[[ Data supplied, beginning ]]

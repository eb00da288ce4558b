//! Text input widget.

use std::fmt;

use crossterm::event::{KeyCode, KeyEvent, KeyModifiers};
use ratatui::{
    buffer::Buffer,
    layout::Rect,
    style::{Color, Style},
    widgets::{Block, Borders, Paragraph, Widget},
};
use zeroize::Zeroizing;

/// Single-line text field.
///
/// The cursor counts characters, not bytes. The buffer is zeroized on drop.
#[derive(Clone)]
pub struct TextInput {
    value: Zeroizing<String>,
    cursor: usize,
    focused: bool,
    masked: bool,
    placeholder: String,
    label: String,
    error: Option<String>,
}

impl TextInput {
    /// Creates new input with label.
    #[must_use]
    pub fn new(label: impl Into<String>) -> Self {
        Self {
            value: Zeroizing::new(String::new()),
            cursor: 0,
            focused: false,
            masked: false,
            placeholder: String::new(),
            label: label.into(),
            error: None,
        }
    }

    /// Enables password masking.
    #[must_use]
    pub fn password(mut self) -> Self {
        self.masked = true;
        self
    }

    /// Sets placeholder text.
    #[must_use]
    pub fn placeholder(mut self, text: impl Into<String>) -> Self {
        self.placeholder = text.into();
        self
    }

    pub fn set_focused(&mut self, focused: bool) {
        self.focused = focused;
    }

    #[must_use]
    pub fn is_focused(&self) -> bool {
        self.focused
    }

    /// Inline error shown in the border title.
    pub fn set_error(&mut self, error: Option<&str>) {
        self.error = error.map(ToString::to_string);
    }

    #[must_use]
    pub fn value(&self) -> &str {
        &self.value
    }

    /// Replaces the value and moves the cursor to the end.
    pub fn set_value(&mut self, value: &str) {
        self.value.clear();
        self.value.push_str(value);
        self.cursor = self.char_count();
    }

    pub fn clear(&mut self) {
        self.value.clear();
        self.cursor = 0;
    }

    fn char_count(&self) -> usize {
        self.value.chars().count()
    }

    fn byte_offset(&self, cursor: usize) -> usize {
        self.value
            .char_indices()
            .nth(cursor)
            .map_or(self.value.len(), |(idx, _)| idx)
    }

    /// Inserts character at cursor.
    pub fn input_char(&mut self, c: char) {
        let offset = self.byte_offset(self.cursor);
        self.value.insert(offset, c);
        self.cursor += 1;
    }

    /// Deletes character before cursor.
    pub fn backspace(&mut self) {
        if self.cursor > 0 {
            self.cursor -= 1;
            let offset = self.byte_offset(self.cursor);
            self.value.remove(offset);
        }
    }

    /// Deletes character at cursor.
    pub fn delete(&mut self) {
        if self.cursor < self.char_count() {
            let offset = self.byte_offset(self.cursor);
            self.value.remove(offset);
        }
    }

    pub fn move_left(&mut self) {
        self.cursor = self.cursor.saturating_sub(1);
    }

    pub fn move_right(&mut self) {
        if self.cursor < self.char_count() {
            self.cursor += 1;
        }
    }

    pub fn move_start(&mut self) {
        self.cursor = 0;
    }

    pub fn move_end(&mut self) {
        self.cursor = self.char_count();
    }

    /// Applies an editing key. Returns `true` if the value changed.
    pub fn handle_key(&mut self, key: KeyEvent) -> bool {
        if key.modifiers.intersects(KeyModifiers::CONTROL | KeyModifiers::ALT) {
            return false;
        }
        match key.code {
            KeyCode::Char(c) => {
                self.input_char(c);
                true
            }
            KeyCode::Backspace => {
                let before = self.value.len();
                self.backspace();
                before != self.value.len()
            }
            KeyCode::Delete => {
                let before = self.value.len();
                self.delete();
                before != self.value.len()
            }
            KeyCode::Left => {
                self.move_left();
                false
            }
            KeyCode::Right => {
                self.move_right();
                false
            }
            KeyCode::Home => {
                self.move_start();
                false
            }
            KeyCode::End => {
                self.move_end();
                false
            }
            _ => false,
        }
    }

    fn display_text(&self) -> String {
        if self.value.is_empty() {
            self.placeholder.clone()
        } else if self.masked {
            "•".repeat(self.char_count())
        } else {
            self.value.as_str().to_string()
        }
    }
}

impl fmt::Debug for TextInput {
    fn fmt(&self, f: &mut fmt::Formatter<'_>) -> fmt::Result {
        let value: &str = if self.masked { "[redacted]" } else { &self.value };
        f.debug_struct("TextInput")
            .field("label", &self.label)
            .field("value", &value)
            .field("cursor", &self.cursor)
            .field("focused", &self.focused)
            .finish_non_exhaustive()
    }
}

impl Widget for &TextInput {
    fn render(self, area: Rect, buf: &mut Buffer) {
        let border_style = if self.error.is_some() {
            Style::default().fg(Color::Red)
        } else if self.focused {
            Style::default().fg(Color::Cyan)
        } else {
            Style::default().fg(Color::Gray)
        };

        let text_style = if self.value.is_empty() {
            Style::default().fg(Color::DarkGray)
        } else {
            Style::default().fg(Color::White)
        };

        let title = match &self.error {
            Some(error) => format!("{} · {error}", self.label),
            None => self.label.clone(),
        };

        let block = Block::default()
            .borders(Borders::ALL)
            .border_style(border_style)
            .title(title);

        let inner = block.inner(area);

        let paragraph = Paragraph::new(self.display_text()).style(text_style);

        block.render(area, buf);
        paragraph.render(inner, buf);

        if self.focused && inner.width > 0 {
            #[allow(clippy::cast_possible_truncation)]
            let cursor_x = inner.x + self.cursor as u16;
            if cursor_x < inner.x + inner.width {
                buf[(cursor_x, inner.y)]
                    .set_style(Style::default().bg(Color::White).fg(Color::Black));
            }
        }
    }
}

[[ Data supplied, end ]]

→ Task description
Only the lines holding the string "Option" are needed; copy each of them from the material above.

→ Result of the exercise
    error: Option<String>,
    pub fn set_error(&mut self, error: Option<&str>) {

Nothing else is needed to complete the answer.